* WHAT YOU NEED TO DO
Which lines of the records contain the word "crate"? Show each of them.

* MATERIAL PROVIDED

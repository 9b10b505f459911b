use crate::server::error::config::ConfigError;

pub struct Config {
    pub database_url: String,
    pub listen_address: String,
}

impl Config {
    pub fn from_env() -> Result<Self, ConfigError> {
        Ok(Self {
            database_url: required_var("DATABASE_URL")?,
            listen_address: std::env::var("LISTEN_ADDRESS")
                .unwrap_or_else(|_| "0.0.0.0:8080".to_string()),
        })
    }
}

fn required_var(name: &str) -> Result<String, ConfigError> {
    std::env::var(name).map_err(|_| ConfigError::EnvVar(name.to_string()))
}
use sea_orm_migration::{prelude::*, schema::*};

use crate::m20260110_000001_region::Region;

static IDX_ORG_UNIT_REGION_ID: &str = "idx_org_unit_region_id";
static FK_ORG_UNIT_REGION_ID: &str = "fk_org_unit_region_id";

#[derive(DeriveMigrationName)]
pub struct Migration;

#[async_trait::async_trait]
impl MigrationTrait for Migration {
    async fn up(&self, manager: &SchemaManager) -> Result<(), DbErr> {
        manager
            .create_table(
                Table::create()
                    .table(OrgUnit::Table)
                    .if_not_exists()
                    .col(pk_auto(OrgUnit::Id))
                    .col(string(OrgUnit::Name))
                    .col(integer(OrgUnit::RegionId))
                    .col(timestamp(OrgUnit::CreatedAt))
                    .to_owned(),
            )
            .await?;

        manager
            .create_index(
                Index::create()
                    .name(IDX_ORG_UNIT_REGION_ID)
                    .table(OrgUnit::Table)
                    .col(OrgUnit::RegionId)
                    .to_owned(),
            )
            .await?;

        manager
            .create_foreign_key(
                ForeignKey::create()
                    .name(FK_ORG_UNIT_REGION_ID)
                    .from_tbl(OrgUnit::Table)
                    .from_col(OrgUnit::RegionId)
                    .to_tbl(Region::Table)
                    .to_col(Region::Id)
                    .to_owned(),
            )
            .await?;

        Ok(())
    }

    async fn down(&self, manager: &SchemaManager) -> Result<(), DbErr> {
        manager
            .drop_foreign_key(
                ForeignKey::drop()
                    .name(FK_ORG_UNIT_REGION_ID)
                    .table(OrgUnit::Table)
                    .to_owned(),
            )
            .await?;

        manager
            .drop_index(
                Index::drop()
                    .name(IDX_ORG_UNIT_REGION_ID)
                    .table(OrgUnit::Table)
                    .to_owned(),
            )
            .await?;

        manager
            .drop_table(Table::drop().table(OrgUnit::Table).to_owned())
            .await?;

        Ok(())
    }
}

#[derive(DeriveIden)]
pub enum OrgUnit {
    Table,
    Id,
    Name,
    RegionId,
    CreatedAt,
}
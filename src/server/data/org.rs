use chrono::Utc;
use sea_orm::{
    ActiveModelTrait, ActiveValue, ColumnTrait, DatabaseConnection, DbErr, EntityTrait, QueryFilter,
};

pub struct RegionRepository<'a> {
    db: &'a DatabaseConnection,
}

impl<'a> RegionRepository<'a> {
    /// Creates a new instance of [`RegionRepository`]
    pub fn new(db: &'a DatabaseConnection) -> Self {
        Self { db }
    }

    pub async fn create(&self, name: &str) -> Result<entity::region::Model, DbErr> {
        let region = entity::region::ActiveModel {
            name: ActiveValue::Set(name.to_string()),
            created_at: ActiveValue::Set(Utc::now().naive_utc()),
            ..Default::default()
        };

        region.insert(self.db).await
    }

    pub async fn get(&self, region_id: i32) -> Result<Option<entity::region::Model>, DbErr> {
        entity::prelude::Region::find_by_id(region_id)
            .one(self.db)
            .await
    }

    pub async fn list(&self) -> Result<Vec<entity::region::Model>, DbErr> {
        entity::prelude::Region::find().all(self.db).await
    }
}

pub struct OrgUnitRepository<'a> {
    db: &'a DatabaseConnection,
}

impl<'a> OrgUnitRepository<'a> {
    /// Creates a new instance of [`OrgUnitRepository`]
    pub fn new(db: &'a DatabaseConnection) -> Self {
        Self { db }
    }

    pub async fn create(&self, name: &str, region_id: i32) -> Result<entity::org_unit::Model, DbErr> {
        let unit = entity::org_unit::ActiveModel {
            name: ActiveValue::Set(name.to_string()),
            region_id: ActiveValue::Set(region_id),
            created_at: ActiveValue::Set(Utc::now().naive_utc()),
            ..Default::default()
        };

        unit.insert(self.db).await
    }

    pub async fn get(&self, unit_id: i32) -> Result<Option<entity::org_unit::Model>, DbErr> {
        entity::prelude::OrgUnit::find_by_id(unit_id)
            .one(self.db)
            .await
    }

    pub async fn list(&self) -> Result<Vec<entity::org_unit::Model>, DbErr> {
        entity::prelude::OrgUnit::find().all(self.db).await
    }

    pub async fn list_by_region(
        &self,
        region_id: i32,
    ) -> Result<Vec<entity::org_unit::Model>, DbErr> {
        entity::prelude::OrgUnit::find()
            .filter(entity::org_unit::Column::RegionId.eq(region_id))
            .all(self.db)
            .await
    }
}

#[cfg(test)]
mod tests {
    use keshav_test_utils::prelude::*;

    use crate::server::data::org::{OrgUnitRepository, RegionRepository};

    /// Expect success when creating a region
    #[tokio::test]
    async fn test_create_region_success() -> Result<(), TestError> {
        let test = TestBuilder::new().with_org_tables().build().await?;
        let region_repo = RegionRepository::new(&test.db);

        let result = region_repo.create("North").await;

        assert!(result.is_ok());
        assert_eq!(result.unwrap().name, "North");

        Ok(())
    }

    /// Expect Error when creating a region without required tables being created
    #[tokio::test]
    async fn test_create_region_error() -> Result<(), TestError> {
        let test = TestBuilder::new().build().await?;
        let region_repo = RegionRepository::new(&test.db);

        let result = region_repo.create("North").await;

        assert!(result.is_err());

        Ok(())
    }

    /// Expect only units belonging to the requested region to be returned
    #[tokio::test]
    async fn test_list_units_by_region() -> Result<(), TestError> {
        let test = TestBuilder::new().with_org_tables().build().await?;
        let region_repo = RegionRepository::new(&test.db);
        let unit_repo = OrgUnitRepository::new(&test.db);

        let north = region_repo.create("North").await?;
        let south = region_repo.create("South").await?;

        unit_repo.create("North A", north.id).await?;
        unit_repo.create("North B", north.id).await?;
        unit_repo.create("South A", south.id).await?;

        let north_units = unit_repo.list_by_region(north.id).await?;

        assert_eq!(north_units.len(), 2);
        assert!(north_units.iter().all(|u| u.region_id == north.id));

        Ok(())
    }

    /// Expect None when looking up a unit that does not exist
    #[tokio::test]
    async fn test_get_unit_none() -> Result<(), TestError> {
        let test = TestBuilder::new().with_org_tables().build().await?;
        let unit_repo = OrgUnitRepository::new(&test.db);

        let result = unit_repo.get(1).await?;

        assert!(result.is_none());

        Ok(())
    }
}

* THE ANSWER
use crate::server::error::config::ConfigError;
use crate::m20260110_000001_region::Region;
    use crate::server::data::org::{OrgUnitRepository, RegionRepository};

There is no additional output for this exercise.